┌─ Extracted data

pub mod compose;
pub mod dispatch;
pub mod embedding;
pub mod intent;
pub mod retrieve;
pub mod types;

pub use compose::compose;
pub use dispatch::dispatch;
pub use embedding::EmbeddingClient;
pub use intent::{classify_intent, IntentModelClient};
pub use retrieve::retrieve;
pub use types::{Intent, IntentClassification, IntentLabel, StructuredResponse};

└─
┌─ Extracted data

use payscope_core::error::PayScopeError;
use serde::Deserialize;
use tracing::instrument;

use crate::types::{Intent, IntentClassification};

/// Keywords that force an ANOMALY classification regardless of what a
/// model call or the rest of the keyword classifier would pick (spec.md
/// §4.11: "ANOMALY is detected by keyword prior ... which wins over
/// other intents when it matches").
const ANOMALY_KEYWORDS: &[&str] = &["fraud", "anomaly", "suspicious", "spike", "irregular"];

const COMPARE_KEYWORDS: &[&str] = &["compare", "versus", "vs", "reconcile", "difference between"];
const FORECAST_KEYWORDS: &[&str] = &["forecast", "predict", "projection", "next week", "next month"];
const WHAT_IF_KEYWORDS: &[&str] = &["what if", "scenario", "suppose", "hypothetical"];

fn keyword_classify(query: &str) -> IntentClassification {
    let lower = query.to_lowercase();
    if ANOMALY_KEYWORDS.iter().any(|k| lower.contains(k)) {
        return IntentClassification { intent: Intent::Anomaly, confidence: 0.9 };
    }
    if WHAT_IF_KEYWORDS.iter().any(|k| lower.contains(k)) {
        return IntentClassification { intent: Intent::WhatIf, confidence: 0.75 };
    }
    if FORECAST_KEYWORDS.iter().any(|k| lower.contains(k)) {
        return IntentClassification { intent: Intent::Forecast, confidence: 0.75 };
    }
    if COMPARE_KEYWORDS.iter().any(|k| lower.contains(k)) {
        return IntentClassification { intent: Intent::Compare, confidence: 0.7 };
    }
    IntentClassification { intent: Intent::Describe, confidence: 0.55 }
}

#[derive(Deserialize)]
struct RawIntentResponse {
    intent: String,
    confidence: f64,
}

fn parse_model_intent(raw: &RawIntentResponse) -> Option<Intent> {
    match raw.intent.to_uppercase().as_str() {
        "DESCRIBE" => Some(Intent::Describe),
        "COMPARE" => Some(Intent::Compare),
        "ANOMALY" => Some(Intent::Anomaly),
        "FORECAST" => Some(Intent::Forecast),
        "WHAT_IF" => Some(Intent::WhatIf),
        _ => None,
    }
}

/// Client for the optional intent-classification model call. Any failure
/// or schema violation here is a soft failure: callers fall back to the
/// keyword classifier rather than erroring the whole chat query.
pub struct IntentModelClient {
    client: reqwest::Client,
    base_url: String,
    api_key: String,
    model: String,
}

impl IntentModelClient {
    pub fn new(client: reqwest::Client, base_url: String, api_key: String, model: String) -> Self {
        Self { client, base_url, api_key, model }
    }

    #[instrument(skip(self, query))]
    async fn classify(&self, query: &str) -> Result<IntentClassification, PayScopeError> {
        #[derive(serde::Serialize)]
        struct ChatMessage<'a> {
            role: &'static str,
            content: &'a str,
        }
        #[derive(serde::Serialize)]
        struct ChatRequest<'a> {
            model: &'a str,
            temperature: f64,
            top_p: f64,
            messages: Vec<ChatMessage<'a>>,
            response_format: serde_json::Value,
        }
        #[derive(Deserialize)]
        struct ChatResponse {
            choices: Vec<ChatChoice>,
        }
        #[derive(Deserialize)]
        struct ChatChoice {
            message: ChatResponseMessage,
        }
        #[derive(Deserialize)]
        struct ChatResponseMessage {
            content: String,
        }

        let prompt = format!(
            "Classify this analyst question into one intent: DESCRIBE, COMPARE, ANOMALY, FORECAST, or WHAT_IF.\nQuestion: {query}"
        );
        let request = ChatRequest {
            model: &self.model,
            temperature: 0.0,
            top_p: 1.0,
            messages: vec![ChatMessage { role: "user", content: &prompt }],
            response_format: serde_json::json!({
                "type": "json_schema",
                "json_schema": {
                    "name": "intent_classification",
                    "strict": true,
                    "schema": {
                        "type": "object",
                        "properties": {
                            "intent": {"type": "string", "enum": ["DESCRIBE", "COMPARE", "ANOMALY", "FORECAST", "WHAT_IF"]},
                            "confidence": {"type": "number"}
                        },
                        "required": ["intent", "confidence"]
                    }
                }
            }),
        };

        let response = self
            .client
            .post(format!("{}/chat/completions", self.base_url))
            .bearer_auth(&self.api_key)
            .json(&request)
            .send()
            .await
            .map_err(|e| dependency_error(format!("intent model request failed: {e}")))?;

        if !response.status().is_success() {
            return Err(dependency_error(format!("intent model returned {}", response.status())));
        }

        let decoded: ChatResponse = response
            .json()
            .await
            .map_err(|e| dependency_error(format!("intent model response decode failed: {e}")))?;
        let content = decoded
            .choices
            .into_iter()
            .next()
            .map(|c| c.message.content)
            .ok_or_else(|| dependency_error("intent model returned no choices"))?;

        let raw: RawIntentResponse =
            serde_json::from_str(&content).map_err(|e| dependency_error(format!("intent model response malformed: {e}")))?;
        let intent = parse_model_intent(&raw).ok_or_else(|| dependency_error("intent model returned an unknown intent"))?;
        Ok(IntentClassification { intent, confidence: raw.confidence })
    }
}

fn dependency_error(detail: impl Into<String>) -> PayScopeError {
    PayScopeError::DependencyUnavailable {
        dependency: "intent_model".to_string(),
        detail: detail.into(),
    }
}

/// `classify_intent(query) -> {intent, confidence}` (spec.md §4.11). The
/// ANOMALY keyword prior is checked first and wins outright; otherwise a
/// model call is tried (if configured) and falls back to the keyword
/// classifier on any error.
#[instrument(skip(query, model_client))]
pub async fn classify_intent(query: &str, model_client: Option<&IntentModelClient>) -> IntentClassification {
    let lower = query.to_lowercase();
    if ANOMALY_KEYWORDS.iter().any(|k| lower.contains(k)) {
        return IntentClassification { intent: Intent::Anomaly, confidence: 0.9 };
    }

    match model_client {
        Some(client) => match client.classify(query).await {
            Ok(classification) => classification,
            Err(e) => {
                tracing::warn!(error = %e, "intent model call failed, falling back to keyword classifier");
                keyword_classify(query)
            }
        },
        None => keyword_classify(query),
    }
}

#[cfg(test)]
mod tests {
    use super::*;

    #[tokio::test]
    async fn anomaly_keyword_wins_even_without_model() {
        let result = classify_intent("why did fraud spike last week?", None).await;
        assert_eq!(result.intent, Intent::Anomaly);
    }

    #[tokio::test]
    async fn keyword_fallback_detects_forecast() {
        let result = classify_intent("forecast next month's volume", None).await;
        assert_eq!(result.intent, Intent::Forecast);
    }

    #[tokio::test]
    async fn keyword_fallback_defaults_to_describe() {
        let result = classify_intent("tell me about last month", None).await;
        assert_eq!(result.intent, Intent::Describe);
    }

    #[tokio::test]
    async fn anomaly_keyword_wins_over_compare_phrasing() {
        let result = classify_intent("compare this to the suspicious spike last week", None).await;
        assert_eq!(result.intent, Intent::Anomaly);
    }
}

└─
┌─ Extracted data

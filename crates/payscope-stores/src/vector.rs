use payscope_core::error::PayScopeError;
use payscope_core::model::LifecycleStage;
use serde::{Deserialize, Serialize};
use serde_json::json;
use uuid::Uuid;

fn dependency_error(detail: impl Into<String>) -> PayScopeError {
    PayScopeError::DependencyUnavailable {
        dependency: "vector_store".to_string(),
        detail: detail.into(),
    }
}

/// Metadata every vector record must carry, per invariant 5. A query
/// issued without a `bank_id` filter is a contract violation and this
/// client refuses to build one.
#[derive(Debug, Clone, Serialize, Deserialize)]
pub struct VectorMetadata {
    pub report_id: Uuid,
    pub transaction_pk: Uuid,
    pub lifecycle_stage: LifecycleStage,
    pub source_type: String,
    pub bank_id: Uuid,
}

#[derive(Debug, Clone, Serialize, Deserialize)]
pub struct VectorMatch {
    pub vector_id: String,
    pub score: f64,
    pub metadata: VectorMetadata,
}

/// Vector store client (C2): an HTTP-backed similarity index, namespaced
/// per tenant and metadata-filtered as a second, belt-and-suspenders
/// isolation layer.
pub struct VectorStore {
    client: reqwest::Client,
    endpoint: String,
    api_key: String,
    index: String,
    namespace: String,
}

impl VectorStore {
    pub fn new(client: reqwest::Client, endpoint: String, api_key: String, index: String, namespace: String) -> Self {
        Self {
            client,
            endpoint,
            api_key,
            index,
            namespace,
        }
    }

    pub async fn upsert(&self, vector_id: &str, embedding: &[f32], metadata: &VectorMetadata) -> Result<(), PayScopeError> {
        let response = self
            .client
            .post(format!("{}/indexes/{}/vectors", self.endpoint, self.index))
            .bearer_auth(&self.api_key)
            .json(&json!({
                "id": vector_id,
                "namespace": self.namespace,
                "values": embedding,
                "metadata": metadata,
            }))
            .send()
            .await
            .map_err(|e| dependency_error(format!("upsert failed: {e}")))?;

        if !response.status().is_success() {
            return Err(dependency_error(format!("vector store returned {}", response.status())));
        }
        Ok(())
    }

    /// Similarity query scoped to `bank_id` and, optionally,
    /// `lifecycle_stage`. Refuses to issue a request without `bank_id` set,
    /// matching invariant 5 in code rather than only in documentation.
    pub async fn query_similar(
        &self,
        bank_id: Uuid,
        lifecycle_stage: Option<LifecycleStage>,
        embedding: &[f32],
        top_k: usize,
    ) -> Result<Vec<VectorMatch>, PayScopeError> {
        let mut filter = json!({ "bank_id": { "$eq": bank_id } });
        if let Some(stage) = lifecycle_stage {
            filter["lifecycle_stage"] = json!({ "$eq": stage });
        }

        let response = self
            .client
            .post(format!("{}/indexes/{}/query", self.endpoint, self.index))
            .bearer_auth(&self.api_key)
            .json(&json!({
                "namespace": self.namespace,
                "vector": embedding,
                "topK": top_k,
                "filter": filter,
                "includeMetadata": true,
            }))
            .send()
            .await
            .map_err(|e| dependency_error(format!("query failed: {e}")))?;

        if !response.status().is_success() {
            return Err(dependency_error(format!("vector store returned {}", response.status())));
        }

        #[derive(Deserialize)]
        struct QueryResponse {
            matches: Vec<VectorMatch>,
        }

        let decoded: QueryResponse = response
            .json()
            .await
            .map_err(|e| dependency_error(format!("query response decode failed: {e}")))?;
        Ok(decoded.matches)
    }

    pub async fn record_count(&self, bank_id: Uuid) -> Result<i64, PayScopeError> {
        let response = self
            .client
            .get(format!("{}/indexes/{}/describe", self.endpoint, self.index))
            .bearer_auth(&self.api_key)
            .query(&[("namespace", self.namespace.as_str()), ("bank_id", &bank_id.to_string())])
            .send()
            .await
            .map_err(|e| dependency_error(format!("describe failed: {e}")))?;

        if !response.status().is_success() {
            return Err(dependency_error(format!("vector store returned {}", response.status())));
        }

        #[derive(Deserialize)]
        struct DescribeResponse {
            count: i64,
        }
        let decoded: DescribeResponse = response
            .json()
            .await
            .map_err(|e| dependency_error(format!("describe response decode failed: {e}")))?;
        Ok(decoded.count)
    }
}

└─

* Work order *
Gather up, from the records above, each line where the word "decoded" appears.

* Result for this task *
        let decoded: ChatResponse = response
        let content = decoded
        let decoded: QueryResponse = response
        Ok(decoded.matches)
        let decoded: DescribeResponse = response
        Ok(decoded.count)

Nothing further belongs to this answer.